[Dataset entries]
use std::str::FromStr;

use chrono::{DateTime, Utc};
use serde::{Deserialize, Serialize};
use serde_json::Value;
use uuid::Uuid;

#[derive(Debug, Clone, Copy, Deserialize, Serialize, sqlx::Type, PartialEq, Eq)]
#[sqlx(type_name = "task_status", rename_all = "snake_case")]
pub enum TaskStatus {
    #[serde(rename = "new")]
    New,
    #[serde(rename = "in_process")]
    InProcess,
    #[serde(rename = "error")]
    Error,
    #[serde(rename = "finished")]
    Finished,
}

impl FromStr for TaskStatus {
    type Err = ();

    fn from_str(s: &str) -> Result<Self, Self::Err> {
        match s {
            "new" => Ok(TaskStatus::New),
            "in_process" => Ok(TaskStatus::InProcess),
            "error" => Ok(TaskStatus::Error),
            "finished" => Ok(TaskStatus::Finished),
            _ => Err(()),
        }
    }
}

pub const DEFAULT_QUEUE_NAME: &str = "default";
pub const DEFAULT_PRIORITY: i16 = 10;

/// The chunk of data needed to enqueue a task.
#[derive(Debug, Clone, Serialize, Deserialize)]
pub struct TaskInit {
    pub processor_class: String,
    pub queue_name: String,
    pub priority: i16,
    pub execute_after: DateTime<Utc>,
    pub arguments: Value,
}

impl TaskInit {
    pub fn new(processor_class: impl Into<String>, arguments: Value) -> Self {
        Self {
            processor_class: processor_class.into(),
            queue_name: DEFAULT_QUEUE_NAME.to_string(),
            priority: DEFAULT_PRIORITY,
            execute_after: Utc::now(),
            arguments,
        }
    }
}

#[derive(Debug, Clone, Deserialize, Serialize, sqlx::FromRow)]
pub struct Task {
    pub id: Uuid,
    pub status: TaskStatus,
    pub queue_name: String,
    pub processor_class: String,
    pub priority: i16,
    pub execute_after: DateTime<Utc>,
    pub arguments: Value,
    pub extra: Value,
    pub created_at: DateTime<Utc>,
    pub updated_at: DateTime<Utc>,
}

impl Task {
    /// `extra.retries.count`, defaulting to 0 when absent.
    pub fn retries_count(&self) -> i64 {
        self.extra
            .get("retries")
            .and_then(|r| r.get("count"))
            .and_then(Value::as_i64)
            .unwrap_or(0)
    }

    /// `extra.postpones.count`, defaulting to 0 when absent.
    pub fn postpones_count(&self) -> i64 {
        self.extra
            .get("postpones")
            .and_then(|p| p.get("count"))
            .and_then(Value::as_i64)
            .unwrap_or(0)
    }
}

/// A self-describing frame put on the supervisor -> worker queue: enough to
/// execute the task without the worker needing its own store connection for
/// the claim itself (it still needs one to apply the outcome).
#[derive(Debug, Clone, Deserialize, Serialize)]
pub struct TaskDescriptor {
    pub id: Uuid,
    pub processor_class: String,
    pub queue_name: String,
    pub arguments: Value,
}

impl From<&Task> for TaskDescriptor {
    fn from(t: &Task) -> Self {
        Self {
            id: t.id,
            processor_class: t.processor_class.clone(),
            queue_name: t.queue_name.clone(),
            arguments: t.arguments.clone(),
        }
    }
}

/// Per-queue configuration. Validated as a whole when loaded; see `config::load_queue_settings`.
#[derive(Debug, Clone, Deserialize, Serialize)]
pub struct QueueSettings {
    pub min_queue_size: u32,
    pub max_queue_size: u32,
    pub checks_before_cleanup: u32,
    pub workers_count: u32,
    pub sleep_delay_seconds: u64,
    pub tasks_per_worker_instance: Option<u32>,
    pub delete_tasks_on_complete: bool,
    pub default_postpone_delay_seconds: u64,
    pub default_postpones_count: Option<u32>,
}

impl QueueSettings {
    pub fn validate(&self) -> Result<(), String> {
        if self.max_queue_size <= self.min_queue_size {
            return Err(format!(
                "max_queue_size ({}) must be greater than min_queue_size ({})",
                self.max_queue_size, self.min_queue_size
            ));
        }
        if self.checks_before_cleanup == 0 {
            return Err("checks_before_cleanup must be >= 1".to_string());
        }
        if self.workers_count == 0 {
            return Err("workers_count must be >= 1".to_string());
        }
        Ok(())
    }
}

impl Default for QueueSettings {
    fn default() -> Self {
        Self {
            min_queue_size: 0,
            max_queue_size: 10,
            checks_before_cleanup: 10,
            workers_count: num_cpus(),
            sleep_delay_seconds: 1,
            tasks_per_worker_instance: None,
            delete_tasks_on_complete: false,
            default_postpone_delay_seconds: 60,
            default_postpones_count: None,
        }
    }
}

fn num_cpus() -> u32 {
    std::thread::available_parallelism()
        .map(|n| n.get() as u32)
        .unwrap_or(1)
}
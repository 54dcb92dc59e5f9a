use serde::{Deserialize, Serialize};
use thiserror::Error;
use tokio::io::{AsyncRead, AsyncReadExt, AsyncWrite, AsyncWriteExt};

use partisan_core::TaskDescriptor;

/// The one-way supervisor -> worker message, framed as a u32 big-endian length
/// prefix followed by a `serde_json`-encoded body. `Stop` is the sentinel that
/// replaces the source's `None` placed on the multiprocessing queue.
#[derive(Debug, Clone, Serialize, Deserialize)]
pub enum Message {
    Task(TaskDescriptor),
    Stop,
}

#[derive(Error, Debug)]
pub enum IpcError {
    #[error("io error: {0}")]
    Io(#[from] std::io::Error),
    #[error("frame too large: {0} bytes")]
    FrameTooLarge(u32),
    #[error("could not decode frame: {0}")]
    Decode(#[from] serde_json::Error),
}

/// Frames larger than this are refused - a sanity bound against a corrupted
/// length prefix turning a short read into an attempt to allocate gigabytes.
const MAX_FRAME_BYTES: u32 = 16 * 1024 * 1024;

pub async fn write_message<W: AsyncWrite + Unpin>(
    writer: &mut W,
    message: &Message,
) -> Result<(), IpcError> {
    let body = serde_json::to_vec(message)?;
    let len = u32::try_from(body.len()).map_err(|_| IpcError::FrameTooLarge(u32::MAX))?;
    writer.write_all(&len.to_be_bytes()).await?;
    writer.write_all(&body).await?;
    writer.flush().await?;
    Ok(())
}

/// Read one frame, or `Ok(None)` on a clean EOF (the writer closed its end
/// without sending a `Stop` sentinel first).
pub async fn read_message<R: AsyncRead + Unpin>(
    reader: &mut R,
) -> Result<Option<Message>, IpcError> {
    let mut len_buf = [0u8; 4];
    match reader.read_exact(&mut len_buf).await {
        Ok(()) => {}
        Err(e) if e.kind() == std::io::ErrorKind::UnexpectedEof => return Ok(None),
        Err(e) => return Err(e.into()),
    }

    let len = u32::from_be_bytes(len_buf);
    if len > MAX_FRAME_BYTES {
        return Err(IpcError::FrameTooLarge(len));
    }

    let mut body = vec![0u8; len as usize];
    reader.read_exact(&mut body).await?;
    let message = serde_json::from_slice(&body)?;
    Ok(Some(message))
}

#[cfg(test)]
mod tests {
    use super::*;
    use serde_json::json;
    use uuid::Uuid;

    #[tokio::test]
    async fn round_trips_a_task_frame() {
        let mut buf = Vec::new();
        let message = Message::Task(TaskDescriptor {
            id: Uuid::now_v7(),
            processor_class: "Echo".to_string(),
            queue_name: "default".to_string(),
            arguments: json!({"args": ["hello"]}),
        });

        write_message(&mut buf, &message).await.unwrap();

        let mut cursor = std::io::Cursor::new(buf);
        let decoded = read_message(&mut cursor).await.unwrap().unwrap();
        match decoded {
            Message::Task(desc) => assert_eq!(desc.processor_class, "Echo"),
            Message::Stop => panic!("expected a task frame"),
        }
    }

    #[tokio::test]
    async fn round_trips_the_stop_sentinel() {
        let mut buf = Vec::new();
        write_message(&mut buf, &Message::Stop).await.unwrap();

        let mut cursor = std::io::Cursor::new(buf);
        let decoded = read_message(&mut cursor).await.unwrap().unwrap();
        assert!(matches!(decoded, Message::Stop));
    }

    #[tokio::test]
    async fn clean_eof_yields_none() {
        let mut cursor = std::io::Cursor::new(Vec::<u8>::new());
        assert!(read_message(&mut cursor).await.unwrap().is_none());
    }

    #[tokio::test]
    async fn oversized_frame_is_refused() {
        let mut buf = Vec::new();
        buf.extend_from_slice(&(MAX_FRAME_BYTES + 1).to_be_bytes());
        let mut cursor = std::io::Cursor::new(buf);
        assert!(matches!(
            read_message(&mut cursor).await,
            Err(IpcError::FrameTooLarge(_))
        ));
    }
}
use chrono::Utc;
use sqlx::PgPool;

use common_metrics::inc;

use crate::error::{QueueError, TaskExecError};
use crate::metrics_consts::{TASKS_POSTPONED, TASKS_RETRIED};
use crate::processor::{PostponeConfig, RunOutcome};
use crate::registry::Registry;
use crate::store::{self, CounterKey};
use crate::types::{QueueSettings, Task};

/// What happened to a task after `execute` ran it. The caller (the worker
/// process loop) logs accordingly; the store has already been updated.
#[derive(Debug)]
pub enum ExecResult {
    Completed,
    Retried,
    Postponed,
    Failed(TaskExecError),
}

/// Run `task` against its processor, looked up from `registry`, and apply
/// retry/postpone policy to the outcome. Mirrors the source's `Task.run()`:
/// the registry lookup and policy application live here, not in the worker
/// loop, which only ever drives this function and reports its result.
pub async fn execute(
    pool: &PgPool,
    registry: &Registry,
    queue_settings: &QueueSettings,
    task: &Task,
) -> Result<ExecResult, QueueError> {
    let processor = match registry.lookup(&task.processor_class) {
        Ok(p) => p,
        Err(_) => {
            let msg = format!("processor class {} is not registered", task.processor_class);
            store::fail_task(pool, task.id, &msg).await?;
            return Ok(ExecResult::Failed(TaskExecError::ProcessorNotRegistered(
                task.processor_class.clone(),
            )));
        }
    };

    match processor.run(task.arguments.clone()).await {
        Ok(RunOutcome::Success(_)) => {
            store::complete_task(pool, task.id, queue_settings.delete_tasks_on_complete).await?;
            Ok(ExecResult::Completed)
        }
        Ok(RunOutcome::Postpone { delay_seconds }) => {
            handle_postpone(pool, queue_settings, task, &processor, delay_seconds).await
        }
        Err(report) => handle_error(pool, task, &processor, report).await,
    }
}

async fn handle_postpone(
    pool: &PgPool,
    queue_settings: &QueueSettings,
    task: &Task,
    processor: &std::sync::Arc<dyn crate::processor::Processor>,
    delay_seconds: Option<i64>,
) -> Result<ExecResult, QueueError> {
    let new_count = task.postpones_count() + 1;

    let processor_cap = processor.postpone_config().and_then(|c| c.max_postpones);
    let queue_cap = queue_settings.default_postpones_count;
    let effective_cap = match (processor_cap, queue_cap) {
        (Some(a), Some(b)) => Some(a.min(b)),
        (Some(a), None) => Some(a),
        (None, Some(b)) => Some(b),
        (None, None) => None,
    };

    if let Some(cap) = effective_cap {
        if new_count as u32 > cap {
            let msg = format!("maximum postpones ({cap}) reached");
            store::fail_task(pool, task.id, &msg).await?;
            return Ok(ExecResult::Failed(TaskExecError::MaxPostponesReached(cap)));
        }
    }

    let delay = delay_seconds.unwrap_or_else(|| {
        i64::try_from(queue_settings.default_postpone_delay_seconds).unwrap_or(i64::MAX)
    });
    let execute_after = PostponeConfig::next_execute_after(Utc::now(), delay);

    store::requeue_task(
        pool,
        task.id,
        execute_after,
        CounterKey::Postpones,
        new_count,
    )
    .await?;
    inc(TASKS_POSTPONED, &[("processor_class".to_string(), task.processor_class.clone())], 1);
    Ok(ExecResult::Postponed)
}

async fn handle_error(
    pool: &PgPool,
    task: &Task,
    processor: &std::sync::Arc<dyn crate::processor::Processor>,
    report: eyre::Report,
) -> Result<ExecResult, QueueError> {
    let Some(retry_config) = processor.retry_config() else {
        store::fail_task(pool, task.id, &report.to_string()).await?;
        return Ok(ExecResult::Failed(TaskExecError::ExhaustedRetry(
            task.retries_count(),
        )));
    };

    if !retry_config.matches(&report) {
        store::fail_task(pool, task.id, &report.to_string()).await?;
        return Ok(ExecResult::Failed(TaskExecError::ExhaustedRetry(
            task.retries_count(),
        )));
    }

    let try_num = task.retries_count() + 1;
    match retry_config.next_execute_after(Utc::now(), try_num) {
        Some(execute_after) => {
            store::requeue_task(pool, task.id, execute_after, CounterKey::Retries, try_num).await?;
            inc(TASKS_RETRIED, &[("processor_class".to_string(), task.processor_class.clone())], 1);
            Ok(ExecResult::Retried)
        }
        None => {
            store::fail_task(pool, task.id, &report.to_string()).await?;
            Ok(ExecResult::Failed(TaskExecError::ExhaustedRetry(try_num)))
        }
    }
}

==

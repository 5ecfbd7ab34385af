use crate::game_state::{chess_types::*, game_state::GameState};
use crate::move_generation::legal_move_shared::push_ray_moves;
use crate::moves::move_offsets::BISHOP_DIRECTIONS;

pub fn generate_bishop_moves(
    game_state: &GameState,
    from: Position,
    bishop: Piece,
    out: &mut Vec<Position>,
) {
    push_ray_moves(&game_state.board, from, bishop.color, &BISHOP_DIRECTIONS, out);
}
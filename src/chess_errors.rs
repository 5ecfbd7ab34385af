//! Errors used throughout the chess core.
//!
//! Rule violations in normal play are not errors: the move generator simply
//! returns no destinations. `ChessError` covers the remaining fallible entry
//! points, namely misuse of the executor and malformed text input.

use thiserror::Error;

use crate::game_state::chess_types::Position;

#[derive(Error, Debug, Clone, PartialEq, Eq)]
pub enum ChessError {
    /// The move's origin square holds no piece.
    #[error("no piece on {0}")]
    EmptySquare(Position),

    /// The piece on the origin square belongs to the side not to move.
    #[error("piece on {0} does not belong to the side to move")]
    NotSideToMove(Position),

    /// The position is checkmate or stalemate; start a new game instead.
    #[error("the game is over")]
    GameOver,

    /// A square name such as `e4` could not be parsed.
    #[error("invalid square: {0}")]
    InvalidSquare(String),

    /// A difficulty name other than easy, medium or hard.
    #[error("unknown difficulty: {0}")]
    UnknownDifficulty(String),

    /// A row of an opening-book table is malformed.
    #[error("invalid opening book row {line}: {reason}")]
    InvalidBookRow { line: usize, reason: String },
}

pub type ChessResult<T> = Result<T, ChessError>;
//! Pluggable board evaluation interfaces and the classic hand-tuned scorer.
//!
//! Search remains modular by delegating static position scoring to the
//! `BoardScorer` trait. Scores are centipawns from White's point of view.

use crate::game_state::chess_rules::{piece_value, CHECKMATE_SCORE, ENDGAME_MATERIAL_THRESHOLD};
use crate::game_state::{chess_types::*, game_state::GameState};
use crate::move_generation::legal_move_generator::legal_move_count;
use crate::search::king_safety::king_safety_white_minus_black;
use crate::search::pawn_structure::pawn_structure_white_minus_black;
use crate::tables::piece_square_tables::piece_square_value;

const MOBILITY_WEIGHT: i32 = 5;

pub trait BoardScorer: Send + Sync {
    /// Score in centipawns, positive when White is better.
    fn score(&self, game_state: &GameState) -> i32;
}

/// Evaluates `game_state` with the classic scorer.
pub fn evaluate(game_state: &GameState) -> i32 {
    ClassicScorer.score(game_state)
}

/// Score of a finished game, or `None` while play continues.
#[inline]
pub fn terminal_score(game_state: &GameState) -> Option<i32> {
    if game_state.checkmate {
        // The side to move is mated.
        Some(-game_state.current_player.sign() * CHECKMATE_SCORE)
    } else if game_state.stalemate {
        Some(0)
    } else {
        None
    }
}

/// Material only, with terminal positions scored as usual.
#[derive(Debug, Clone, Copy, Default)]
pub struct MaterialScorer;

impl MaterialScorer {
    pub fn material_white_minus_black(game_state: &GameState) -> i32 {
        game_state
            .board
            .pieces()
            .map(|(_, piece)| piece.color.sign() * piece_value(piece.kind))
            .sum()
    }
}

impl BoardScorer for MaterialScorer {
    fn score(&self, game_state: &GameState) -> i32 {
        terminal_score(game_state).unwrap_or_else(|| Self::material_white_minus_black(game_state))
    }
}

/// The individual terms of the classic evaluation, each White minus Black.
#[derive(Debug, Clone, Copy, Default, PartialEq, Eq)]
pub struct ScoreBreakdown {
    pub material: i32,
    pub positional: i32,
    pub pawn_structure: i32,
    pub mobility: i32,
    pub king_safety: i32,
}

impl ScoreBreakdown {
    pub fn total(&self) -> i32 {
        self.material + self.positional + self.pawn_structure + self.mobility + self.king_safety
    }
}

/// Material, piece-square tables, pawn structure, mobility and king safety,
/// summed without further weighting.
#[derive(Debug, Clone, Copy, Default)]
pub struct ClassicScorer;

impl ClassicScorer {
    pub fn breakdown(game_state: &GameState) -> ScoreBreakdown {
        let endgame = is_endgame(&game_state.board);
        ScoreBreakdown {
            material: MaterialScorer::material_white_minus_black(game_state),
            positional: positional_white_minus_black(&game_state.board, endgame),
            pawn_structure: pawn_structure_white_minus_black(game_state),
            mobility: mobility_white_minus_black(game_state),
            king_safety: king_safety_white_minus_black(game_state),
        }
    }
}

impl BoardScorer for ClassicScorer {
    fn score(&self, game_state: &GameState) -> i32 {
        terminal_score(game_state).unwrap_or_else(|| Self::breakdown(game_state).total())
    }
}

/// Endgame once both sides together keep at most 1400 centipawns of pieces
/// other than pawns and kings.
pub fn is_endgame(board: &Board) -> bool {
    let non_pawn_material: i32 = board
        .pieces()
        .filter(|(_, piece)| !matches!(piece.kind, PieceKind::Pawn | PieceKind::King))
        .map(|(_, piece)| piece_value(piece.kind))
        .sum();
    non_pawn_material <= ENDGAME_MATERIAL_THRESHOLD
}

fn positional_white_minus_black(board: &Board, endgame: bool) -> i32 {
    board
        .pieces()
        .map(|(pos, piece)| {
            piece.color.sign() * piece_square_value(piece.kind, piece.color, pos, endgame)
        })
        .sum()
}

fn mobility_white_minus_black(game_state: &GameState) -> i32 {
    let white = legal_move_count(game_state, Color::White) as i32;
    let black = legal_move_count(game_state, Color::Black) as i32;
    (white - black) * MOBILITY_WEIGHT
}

### WORK TASK
Your answer should be one number: how many lines in the records above include "loop".

### ANSWER TO THE EXERCISE
2